■ Exercise details ■
Go through the records below line by line and report how many lines include "Better", giving the number only.

━━━ Data for this task

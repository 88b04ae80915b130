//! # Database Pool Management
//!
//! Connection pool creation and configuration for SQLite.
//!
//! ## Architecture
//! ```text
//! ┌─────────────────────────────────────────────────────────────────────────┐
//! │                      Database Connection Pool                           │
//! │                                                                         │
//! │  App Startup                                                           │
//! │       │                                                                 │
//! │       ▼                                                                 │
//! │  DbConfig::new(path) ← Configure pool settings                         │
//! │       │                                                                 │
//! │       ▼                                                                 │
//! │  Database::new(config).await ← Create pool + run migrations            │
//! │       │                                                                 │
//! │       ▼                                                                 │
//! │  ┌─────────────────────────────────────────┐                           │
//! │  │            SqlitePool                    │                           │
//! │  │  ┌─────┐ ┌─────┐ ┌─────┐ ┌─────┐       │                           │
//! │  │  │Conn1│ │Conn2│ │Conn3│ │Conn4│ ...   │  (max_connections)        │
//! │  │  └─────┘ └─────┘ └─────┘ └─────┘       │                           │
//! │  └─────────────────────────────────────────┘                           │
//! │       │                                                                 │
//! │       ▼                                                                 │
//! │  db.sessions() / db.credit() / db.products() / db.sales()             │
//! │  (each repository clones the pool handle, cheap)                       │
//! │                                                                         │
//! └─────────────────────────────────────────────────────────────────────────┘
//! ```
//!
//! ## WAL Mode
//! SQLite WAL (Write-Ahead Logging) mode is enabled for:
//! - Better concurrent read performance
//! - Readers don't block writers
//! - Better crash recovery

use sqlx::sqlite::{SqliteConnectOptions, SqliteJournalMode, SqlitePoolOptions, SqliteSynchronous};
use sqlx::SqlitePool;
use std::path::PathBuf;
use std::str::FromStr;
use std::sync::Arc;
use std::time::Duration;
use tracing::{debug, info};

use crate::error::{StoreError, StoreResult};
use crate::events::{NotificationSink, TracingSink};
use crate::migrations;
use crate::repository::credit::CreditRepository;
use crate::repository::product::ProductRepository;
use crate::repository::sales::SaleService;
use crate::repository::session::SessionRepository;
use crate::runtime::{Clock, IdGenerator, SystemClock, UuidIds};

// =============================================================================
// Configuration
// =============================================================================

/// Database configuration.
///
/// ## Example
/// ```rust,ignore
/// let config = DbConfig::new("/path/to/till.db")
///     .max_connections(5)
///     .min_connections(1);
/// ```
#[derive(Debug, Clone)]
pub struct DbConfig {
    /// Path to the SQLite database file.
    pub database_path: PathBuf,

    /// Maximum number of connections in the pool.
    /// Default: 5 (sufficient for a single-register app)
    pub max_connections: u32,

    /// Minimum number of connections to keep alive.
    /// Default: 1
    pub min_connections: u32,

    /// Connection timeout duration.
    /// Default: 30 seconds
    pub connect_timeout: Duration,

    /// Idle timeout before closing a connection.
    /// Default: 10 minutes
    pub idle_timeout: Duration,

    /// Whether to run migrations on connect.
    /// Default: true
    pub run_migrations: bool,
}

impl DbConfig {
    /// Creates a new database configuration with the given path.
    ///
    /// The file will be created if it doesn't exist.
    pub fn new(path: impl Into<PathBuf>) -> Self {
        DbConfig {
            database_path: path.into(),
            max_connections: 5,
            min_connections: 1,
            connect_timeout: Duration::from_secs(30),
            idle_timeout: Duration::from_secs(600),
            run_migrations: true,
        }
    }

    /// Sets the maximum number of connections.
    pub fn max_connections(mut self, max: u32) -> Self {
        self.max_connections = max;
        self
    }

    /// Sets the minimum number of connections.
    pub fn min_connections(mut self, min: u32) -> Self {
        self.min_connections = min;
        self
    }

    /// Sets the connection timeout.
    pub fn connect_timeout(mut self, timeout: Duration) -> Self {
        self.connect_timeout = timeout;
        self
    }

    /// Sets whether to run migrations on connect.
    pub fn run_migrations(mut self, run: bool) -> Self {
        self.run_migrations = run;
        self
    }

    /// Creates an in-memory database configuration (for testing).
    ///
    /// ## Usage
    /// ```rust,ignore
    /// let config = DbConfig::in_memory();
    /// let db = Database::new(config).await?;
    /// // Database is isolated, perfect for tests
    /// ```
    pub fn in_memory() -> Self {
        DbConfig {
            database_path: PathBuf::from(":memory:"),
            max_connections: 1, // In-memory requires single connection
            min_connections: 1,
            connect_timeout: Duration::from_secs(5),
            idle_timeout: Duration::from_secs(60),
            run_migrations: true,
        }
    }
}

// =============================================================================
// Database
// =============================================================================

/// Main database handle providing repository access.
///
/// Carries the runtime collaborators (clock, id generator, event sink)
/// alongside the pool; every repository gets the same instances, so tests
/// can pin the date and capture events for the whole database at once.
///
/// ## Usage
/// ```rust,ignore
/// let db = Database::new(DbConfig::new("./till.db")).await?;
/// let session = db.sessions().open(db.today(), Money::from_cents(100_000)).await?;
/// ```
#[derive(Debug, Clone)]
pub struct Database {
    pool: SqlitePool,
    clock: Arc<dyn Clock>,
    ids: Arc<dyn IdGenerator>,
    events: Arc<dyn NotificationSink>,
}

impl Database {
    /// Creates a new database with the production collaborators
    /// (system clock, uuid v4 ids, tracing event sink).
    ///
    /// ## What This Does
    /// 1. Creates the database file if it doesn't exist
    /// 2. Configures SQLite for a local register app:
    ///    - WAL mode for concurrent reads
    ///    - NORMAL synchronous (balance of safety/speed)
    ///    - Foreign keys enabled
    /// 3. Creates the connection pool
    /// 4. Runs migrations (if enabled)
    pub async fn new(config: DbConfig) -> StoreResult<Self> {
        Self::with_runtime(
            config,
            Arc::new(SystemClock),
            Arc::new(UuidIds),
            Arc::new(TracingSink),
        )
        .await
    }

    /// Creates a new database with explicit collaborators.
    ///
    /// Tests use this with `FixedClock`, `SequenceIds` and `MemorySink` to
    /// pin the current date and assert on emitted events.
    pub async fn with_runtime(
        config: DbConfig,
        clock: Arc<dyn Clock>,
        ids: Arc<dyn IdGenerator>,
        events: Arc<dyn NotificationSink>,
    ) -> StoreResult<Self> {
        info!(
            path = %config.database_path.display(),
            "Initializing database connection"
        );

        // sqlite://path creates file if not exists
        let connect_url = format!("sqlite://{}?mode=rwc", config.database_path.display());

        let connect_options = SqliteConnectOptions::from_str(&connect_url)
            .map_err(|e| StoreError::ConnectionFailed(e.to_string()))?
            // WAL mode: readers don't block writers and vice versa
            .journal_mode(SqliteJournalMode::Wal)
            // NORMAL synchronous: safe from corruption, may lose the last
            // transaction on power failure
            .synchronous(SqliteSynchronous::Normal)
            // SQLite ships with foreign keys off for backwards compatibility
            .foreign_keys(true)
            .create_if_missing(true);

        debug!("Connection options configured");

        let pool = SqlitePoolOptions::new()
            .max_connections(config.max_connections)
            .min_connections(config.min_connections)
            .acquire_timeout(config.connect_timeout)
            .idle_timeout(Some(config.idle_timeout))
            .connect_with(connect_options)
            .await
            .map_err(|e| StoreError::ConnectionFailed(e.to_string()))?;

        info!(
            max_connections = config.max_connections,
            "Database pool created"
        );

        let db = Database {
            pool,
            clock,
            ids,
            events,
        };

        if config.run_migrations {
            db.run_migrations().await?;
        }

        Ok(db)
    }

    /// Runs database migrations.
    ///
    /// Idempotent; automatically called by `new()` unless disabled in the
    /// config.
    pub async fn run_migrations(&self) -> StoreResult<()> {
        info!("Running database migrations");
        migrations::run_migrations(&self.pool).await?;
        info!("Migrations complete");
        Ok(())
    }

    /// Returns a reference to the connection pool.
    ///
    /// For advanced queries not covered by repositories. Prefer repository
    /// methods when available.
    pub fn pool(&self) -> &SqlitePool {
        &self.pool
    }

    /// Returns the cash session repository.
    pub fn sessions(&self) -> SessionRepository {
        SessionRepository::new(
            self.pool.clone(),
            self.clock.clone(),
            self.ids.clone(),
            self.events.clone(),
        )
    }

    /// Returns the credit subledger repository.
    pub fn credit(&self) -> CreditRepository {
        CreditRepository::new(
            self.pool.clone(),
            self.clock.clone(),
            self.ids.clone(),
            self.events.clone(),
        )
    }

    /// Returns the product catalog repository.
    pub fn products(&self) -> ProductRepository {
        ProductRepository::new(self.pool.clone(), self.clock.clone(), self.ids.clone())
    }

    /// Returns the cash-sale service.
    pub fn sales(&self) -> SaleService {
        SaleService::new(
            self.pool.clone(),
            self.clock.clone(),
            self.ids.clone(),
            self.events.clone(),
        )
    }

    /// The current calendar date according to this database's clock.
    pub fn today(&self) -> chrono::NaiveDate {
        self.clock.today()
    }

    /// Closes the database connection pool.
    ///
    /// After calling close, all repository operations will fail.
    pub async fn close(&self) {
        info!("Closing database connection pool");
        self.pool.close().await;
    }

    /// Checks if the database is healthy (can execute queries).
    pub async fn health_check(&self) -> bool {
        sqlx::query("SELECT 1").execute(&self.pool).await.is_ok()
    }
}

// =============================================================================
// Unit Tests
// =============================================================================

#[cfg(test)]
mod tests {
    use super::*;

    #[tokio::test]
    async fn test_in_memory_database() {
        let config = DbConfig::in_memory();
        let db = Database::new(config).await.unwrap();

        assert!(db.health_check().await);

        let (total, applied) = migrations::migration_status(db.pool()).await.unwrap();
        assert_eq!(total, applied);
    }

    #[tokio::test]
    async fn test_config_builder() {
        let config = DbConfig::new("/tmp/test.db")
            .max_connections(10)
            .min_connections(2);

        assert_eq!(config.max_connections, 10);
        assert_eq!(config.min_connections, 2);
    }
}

━━━━━━

■ Expected answer ■
2